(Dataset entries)
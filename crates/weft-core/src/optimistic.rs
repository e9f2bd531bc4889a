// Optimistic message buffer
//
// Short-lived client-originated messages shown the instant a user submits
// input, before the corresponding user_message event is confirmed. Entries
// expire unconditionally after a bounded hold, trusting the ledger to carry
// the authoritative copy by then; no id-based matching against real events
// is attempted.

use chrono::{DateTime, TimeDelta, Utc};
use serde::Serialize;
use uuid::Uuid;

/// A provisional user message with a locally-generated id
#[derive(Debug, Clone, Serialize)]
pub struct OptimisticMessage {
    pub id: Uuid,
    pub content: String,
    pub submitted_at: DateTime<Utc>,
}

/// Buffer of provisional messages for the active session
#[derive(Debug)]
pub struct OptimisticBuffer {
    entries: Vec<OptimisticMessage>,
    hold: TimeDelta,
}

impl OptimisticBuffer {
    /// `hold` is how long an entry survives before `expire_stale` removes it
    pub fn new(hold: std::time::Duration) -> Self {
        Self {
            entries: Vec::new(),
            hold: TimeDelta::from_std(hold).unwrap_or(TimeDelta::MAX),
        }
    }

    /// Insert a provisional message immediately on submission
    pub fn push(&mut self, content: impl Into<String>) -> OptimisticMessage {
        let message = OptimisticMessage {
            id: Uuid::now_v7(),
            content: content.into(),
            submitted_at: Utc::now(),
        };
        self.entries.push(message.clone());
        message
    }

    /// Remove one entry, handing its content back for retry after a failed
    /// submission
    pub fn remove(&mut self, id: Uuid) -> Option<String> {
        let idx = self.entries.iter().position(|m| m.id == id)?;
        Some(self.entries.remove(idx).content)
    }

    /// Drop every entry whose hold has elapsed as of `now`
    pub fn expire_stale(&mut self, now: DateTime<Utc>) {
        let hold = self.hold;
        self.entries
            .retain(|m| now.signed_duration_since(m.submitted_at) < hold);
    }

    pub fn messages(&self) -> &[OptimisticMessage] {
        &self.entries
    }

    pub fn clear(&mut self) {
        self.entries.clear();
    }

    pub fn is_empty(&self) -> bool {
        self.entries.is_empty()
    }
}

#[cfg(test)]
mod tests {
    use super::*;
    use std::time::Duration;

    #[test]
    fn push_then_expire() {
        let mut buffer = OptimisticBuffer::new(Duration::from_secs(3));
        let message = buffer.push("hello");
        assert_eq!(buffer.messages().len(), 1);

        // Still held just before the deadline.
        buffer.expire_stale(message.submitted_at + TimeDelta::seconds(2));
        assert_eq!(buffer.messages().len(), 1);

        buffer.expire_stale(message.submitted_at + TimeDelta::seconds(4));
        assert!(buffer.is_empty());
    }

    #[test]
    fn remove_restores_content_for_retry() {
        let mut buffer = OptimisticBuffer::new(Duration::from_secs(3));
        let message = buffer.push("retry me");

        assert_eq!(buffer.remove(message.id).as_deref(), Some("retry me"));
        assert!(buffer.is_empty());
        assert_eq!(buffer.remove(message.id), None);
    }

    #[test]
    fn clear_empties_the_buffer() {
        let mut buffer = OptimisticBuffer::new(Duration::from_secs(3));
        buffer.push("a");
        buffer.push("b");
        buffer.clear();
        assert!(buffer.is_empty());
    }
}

**What this task involves:**
All lines from the start of the entries through the line where "Drop every entry" sits should be duplicated exactly, with nothing else in the output.

**Exercise output:**
filename crates/weft-core/src/optimistic.rs
repository e9f2bd531bc4889a
// Optimistic message buffer
//
// Short-lived client-originated messages shown the instant a user submits
// input, before the corresponding user_message event is confirmed. Entries
// expire unconditionally after a bounded hold, trusting the ledger to carry
// the authoritative copy by then; no id-based matching against real events
// is attempted.

use chrono::{DateTime, TimeDelta, Utc};
use serde::Serialize;
use uuid::Uuid;

/// A provisional user message with a locally-generated id
#[derive(Debug, Clone, Serialize)]
pub struct OptimisticMessage {
    pub id: Uuid,
    pub content: String,
    pub submitted_at: DateTime<Utc>,
}

/// Buffer of provisional messages for the active session
#[derive(Debug)]
pub struct OptimisticBuffer {
    entries: Vec<OptimisticMessage>,
    hold: TimeDelta,
}

impl OptimisticBuffer {
    /// `hold` is how long an entry survives before `expire_stale` removes it
    pub fn new(hold: std::time::Duration) -> Self {
        Self {
            entries: Vec::new(),
            hold: TimeDelta::from_std(hold).unwrap_or(TimeDelta::MAX),
        }
    }

    /// Insert a provisional message immediately on submission
    pub fn push(&mut self, content: impl Into<String>) -> OptimisticMessage {
        let message = OptimisticMessage {
            id: Uuid::now_v7(),
            content: content.into(),
            submitted_at: Utc::now(),
        };
        self.entries.push(message.clone());
        message
    }

    /// Remove one entry, handing its content back for retry after a failed
    /// submission
    pub fn remove(&mut self, id: Uuid) -> Option<String> {
        let idx = self.entries.iter().position(|m| m.id == id)?;
        Some(self.entries.remove(idx).content)
    }

    /// Drop every entry whose hold has elapsed as of `now`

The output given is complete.